BEGIN

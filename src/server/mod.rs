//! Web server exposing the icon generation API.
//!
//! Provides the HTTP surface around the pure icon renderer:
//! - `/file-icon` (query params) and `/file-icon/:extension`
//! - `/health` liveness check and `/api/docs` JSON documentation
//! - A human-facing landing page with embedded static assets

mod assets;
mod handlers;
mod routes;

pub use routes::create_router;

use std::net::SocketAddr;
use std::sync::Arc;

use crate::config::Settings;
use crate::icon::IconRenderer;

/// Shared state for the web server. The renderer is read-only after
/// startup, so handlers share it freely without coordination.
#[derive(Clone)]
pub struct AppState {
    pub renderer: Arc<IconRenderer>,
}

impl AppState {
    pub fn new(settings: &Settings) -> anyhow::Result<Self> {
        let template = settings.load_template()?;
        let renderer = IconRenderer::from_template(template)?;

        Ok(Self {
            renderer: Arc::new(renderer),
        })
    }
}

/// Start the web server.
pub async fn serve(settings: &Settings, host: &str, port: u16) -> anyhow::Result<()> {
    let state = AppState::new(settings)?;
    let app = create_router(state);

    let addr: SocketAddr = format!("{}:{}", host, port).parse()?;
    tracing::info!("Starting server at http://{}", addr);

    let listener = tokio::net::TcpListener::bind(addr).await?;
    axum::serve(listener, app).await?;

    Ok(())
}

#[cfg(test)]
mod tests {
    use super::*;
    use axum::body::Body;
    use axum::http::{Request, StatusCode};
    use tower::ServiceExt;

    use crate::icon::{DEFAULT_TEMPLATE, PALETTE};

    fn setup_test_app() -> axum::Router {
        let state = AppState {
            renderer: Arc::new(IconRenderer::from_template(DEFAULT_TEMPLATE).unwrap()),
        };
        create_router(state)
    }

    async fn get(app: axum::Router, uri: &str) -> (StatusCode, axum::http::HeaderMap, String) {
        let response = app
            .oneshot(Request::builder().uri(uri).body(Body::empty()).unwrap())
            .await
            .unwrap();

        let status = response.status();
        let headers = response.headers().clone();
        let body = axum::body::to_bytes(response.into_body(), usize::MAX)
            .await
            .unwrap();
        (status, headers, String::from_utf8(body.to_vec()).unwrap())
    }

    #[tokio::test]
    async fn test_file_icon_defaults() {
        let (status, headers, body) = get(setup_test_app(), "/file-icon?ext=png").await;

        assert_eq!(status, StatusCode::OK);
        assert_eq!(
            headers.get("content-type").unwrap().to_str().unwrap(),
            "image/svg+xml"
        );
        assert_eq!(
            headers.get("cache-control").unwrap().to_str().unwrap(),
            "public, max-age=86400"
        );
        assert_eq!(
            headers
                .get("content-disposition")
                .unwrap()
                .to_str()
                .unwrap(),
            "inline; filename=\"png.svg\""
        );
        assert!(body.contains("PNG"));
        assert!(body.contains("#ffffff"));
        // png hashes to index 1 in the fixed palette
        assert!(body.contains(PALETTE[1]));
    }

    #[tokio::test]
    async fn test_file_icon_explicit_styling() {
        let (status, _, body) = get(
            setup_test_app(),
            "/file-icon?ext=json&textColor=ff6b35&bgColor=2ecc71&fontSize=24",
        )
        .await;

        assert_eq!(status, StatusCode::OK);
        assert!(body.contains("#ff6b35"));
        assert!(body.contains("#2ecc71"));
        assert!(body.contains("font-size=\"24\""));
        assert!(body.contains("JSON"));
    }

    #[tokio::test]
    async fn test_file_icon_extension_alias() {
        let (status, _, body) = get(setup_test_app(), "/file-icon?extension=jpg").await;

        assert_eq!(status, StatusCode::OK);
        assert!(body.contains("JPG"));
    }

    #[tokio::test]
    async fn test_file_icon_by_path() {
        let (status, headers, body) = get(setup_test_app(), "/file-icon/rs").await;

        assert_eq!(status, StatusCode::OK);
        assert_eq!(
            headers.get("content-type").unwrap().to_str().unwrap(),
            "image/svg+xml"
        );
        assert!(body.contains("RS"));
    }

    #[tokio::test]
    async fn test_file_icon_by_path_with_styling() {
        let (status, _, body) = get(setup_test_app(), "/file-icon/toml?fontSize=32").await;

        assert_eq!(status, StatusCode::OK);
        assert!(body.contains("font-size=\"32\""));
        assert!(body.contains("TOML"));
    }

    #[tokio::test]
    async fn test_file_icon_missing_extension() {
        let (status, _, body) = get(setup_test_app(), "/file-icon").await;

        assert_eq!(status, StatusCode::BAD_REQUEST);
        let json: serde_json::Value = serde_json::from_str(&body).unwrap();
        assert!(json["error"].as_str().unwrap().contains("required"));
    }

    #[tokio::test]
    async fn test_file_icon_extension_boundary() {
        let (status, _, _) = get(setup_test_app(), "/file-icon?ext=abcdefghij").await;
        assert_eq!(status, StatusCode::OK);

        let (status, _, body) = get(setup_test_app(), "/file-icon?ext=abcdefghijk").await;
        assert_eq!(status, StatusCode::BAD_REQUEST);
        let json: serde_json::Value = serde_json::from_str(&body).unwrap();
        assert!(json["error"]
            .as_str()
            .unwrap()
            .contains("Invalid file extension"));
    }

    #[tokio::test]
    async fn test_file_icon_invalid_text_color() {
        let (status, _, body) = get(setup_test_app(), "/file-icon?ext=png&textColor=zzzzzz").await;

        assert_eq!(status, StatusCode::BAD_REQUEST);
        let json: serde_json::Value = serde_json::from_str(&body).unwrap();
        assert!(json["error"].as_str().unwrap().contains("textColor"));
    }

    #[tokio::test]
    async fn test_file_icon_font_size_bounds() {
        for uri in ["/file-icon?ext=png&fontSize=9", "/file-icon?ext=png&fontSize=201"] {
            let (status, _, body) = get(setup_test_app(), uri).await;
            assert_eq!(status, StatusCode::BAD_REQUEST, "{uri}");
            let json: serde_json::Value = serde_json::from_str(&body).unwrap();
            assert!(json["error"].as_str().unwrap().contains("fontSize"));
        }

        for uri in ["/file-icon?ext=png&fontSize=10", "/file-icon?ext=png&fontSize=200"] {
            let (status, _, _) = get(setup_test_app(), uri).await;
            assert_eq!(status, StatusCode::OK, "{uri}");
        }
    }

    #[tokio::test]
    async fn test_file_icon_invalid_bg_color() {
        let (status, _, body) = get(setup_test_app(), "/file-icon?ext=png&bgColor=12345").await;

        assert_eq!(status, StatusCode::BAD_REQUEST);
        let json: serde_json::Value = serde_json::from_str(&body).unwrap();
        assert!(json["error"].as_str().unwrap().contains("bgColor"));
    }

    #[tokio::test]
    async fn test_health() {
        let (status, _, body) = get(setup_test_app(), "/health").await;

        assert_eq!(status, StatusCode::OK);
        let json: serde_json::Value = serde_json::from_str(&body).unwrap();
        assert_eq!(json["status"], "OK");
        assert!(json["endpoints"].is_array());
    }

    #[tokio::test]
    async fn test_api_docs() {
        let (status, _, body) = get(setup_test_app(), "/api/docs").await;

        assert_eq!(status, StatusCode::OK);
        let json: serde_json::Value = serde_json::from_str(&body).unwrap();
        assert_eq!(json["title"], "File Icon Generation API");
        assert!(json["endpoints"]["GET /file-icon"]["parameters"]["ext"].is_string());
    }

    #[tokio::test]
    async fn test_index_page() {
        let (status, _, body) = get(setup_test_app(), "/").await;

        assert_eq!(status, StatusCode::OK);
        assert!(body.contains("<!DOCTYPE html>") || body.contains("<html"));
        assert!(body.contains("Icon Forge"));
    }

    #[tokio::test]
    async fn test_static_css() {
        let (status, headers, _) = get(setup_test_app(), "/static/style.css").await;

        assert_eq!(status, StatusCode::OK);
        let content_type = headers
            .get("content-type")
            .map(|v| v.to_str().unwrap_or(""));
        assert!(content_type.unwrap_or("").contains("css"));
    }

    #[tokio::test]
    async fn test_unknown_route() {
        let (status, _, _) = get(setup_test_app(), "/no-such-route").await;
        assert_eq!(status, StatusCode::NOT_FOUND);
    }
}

END

Go through the preceding material and copy each line that has the word "response".

        let response = app
        let status = response.status();
        let headers = response.headers().clone();
        let body = axum::body::to_bytes(response.into_body(), usize::MAX)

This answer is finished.